I joined a company in August 2013 and opened a Employees’ Provident Fund (EPF) account. I left this company after working there for three years and joined another in August 2016. I transferred my PF to the new employer. I had to leave this new job in October 2018. Now I am 54 years old and don’t have any job. I have continuously worked from August 2013 till October 2016 with one job change in the interim. If I withdraw the entire amount from PF, will it be taxable?

—Mahesh K.

If EPF is withdrawn before the completion of five years of subscription, i.e., continuous service of five years, TDS (tax deduction at source) would be applicable and such withdrawal becomes taxable under the Income-tax Act. However, if the employee finds another job and the total PF balance is transferred to the new PF account maintained by the new employer, the PF is considered to be continuous service. There should not be any gap in contribution to PF to avail of the continuous service clause. In your case, you have joined the new employer with immediate effect and, hence, there is no gap in continuous service. Hence, the withdrawal, if any, will be considered as exempt from tax. However, the interest earned during the last few months since you have not made any contribution to your PF account will be taxable as it is earned during the period when you were not employed.
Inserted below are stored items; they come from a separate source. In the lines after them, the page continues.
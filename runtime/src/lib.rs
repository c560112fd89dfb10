//! # Inflight Runtime
//!
//! Async side of keyed in-flight request coordination.
//!
//! - [`RequestCoordinator`] owns the per-key registry and applies the
//!   dedupe or cancel-previous policy to every fetch.
//! - [`Store`] reduces actions under a write lock and drives the futures the
//!   reducer hands back.
//! - [`LifecycleTracker`] runs the lifecycle reducer on a [`Store`] and keeps
//!   the bounded pending / fulfilled / rejected event log.
//!
//! ## Example
//!
//! ```ignore
//! use inflight_runtime::{LifecycleTracker, RequestMode, TrackerConfig};
//! use inflight_core::environment::SystemClock;
//!
//! let tracker = LifecycleTracker::new(SystemClock, TrackerConfig::default());
//!
//! let mut request = tracker.request("A", RequestMode::Dedupe).await?;
//! assert_eq!(tracker.events().await[0].source, "dedupe-pending");
//!
//! request.wait().await;
//! assert_eq!(tracker.events().await[0].source, "dedupe-fulfilled");
//! ```

use inflight_core::{effect::Effect, reducer::Reducer};
use std::sync::atomic::{AtomicBool, AtomicUsize, Ordering};
use std::sync::Arc;
use std::time::Duration;
use tokio::sync::{watch, RwLock};

/// Keyed single-flight coordination
pub mod coordinator;

/// Request lifecycle tracking on top of the Store
pub mod lifecycle;

/// Prometheus metrics for observability
pub mod metrics;

pub use coordinator::{
    CoordinatorConfig, EntryId, FetchPolicy, ParsePolicyError, Registry, RequestCoordinator,
    SharedFetch,
};
pub use lifecycle::{
    LifecycleEnvironment, LifecycleReducer, LifecycleTracker, PendingRequest, RequestAction,
    RequestMode, RequestOutcome, RequestsState, TrackedRequest, TrackerConfig,
};

/// Error types for the Store runtime
pub mod error {
    use thiserror::Error;

    /// Failures of store and tracker operations
    #[derive(Error, Debug)]
    pub enum StoreError {
        /// `shutdown` has been called; new actions are refused
        #[error("Store is shutting down")]
        ShutdownInProgress,

        /// Effects were still running when the shutdown deadline passed
        #[error("Shutdown timed out with {0} effects still running")]
        ShutdownTimeout(usize),

        /// A request did not settle within the caller's deadline
        #[error("Timed out waiting for request to settle")]
        Timeout,

        /// The reply for a request was dropped before it settled
        #[error("Reply channel closed before the request settled")]
        ChannelClosed,
    }
}

pub use error::StoreError;

/// Store tuning
///
/// ```ignore
/// let config = StoreConfig::default().with_broadcast_capacity(256);
/// let store = Store::with_config(state, reducer, env, config);
/// ```
#[derive(Debug, Clone)]
pub struct StoreConfig {
    /// Fed-back actions buffered per subscriber before it starts lagging
    pub broadcast_capacity: usize,
}

impl StoreConfig {
    /// Set the action broadcast capacity
    #[must_use]
    pub const fn with_broadcast_capacity(mut self, capacity: usize) -> Self {
        self.broadcast_capacity = capacity;
        self
    }
}

impl Default for StoreConfig {
    fn default() -> Self {
        Self {
            broadcast_capacity: 16,
        }
    }
}

/// Completion handle for the effects of one sent action
///
/// The count covers each effect until the action it feeds back has been
/// reduced, so after [`wait`](Self::wait) returns the state reflects it.
#[derive(Clone)]
pub struct EffectHandle {
    effects: Arc<AtomicUsize>,
    completion: watch::Receiver<()>,
}

impl EffectHandle {
    fn new() -> (Self, EffectTracking) {
        let counter = Arc::new(AtomicUsize::new(0));
        let (notifier, completion) = watch::channel(());

        (
            Self {
                effects: Arc::clone(&counter),
                completion,
            },
            EffectTracking { counter, notifier },
        )
    }

    /// Wait until every effect of the action has finished
    pub async fn wait(&mut self) {
        while self.effects.load(Ordering::SeqCst) > 0 {
            if self.completion.changed().await.is_err() {
                // Every tracker dropped, so nothing can still be running
                break;
            }
        }
    }
}

impl std::fmt::Debug for EffectHandle {
    fn fmt(&self, f: &mut std::fmt::Formatter<'_>) -> std::fmt::Result {
        f.debug_struct("EffectHandle")
            .field("pending_effects", &self.effects.load(Ordering::SeqCst))
            .finish_non_exhaustive()
    }
}

/// Writer side of an [`EffectHandle`]
#[derive(Clone)]
struct EffectTracking {
    counter: Arc<AtomicUsize>,
    notifier: watch::Sender<()>,
}

impl EffectTracking {
    fn increment(&self) {
        self.counter.fetch_add(1, Ordering::SeqCst);
    }

    fn decrement(&self) {
        if self.counter.fetch_sub(1, Ordering::SeqCst) == 1 {
            let _ = self.notifier.send(());
        }
    }
}

/// Releases one effect from its handle when dropped, panics included
struct DecrementGuard(EffectTracking);

impl Drop for DecrementGuard {
    fn drop(&mut self) {
        self.0.decrement();
    }
}

/// Releases one effect from the store-wide shutdown count when dropped
struct AtomicCounterGuard(Arc<AtomicUsize>);

impl Drop for AtomicCounterGuard {
    fn drop(&mut self) {
        self.0.fetch_sub(1, Ordering::SeqCst);
    }
}

/// Reducer host: state, environment and effect execution.
pub mod store {
    use super::{
        Arc, AtomicBool, AtomicCounterGuard, AtomicUsize, DecrementGuard, Duration, Effect,
        EffectHandle, EffectTracking, Ordering, Reducer, RwLock, StoreConfig, StoreError,
    };
    use tokio::sync::broadcast;

    /// Runs a reducer over shared state
    ///
    /// `send` reduces under the write lock and spawns the returned futures.
    /// Actions those futures produce are reduced in turn and then broadcast
    /// to subscribers. Clones share state, environment and shutdown flag.
    pub struct Store<S, A, E, R>
    where
        R: Reducer<State = S, Action = A, Environment = E>,
    {
        state: Arc<RwLock<S>>,
        reducer: R,
        environment: E,
        shutdown: Arc<AtomicBool>,
        pending_effects: Arc<AtomicUsize>,
        action_broadcast: broadcast::Sender<A>,
    }

    impl<S, A, E, R> Store<S, A, E, R>
    where
        R: Reducer<State = S, Action = A, Environment = E> + Send + Sync + 'static,
        A: Send + Clone + 'static,
        S: Send + Sync + 'static,
        E: Send + Sync + 'static,
    {
        /// Create a store with [`StoreConfig::default`]
        #[must_use]
        pub fn new(initial_state: S, reducer: R, environment: E) -> Self {
            Self::with_config(initial_state, reducer, environment, StoreConfig::default())
        }

        /// Create a store with custom configuration
        #[must_use]
        pub fn with_config(
            initial_state: S,
            reducer: R,
            environment: E,
            config: StoreConfig,
        ) -> Self {
            let (action_broadcast, _) = broadcast::channel(config.broadcast_capacity.max(1));

            Self {
                state: Arc::new(RwLock::new(initial_state)),
                reducer,
                environment,
                shutdown: Arc::new(AtomicBool::new(false)),
                pending_effects: Arc::new(AtomicUsize::new(0)),
                action_broadcast,
            }
        }

        /// The injected environment
        #[must_use]
        pub const fn environment(&self) -> &E {
            &self.environment
        }

        /// Effects still running across every sent action
        #[must_use]
        pub fn pending_effects(&self) -> usize {
            self.pending_effects.load(Ordering::Acquire)
        }

        /// Refuse new actions, then wait for running effects to drain
        ///
        /// Actions fed back by effects that are already running are still
        /// reduced while draining.
        ///
        /// # Errors
        ///
        /// Returns [`StoreError::ShutdownTimeout`] if effects are still running
        /// when `timeout` expires.
        pub async fn shutdown(&self, timeout: Duration) -> Result<(), StoreError> {
            tracing::info!("Store shutting down");
            self.shutdown.store(true, Ordering::Release);

            let deadline = tokio::time::Instant::now() + timeout;
            loop {
                let pending = self.pending_effects.load(Ordering::Acquire);
                if pending == 0 {
                    tracing::info!("Store drained");
                    return Ok(());
                }

                if tokio::time::Instant::now() >= deadline {
                    tracing::error!(pending_effects = pending, "Shutdown deadline passed");
                    return Err(StoreError::ShutdownTimeout(pending));
                }

                tracing::debug!(pending_effects = pending, "Draining effects");
                tokio::time::sleep(Duration::from_millis(10)).await;
            }
        }

        /// Reduce `action` and start its effects
        ///
        /// State changes are visible once this returns; effects may still be
        /// running.
        ///
        /// # Errors
        ///
        /// Returns [`StoreError::ShutdownInProgress`] if the store is shutting down.
        #[tracing::instrument(skip(self, action), name = "store_send")]
        pub async fn send(&self, action: A) -> Result<EffectHandle, StoreError>
        where
            R: Clone,
            E: Clone,
        {
            if self.shutdown.load(Ordering::Acquire) {
                tracing::warn!("Rejected action: store is shutting down");
                return Err(StoreError::ShutdownInProgress);
            }

            Ok(self.send_internal(action).await)
        }

        /// Reduce without the shutdown gate; fed-back actions come through here
        async fn send_internal(&self, action: A) -> EffectHandle
        where
            R: Clone,
            E: Clone,
        {
            let (handle, tracking) = EffectHandle::new();

            let effects = {
                let mut state = self.state.write().await;
                let _span = tracing::debug_span!("reduce").entered();

                let started = std::time::Instant::now();
                let effects = self.reducer.reduce(&mut state, action, &self.environment);
                metrics::histogram!("store_reducer_duration_seconds")
                    .record(started.elapsed().as_secs_f64());
                effects
            };

            for effect in effects {
                self.execute_effect(effect, &tracking);
            }

            handle
        }

        /// Observe every action fed back by an effect, after it was reduced
        ///
        /// Slow subscribers lag and skip actions once the buffer set by
        /// [`StoreConfig::broadcast_capacity`] fills.
        #[must_use]
        pub fn subscribe_actions(&self) -> broadcast::Receiver<A> {
            self.action_broadcast.subscribe()
        }

        /// Read the state through a closure
        pub async fn state<F, T>(&self, f: F) -> T
        where
            F: FnOnce(&S) -> T,
        {
            let state = self.state.read().await;
            f(&*state)
        }

        /// Spawn `effect`, counting it against `tracking` and shutdown
        ///
        /// A panicking effect only takes down its own task; the guards still
        /// release its count.
        fn execute_effect(&self, effect: Effect<A>, tracking: &EffectTracking)
        where
            R: Clone,
            E: Clone,
        {
            let Effect::Future(fut) = effect else {
                metrics::counter!("store_effects_executed_total", "type" => "none").increment(1);
                return;
            };

            metrics::counter!("store_effects_executed_total", "type" => "future").increment(1);
            tracking.increment();
            self.pending_effects.fetch_add(1, Ordering::SeqCst);
            // Shutdown count drops first, so a woken handle sees it released
            let guards = (
                AtomicCounterGuard(Arc::clone(&self.pending_effects)),
                DecrementGuard(tracking.clone()),
            );
            let store = self.clone();

            tokio::spawn(async move {
                let _guards = guards;

                if let Some(action) = fut.await {
                    store.send_internal(action.clone()).await;
                    // No subscribers is fine
                    let _ = store.action_broadcast.send(action);
                }
            });
        }
    }

    impl<S, A, E, R> Clone for Store<S, A, E, R>
    where
        R: Reducer<State = S, Action = A, Environment = E> + Clone,
        E: Clone,
    {
        fn clone(&self) -> Self {
            Self {
                state: Arc::clone(&self.state),
                reducer: self.reducer.clone(),
                environment: self.environment.clone(),
                shutdown: Arc::clone(&self.shutdown),
                pending_effects: Arc::clone(&self.pending_effects),
                action_broadcast: self.action_broadcast.clone(),
            }
        }
    }
}

pub use store::Store;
I worked in a company from 1987 to 1995. I don’t know how to transfer the PF account and I don’t have the PF details. The company was sold to another company. How can I get the money?

— Boppana Radhakrishnan

You need to contact the new company. The new company can guide you how to claim the PF and if you wish to do withdrawal on your own, you do not require the attestation of the employer. This can be done provided your UAN is active and mobile number is mapped with the PF account. You need to submit composite claims form along with your bank details and IFSC code.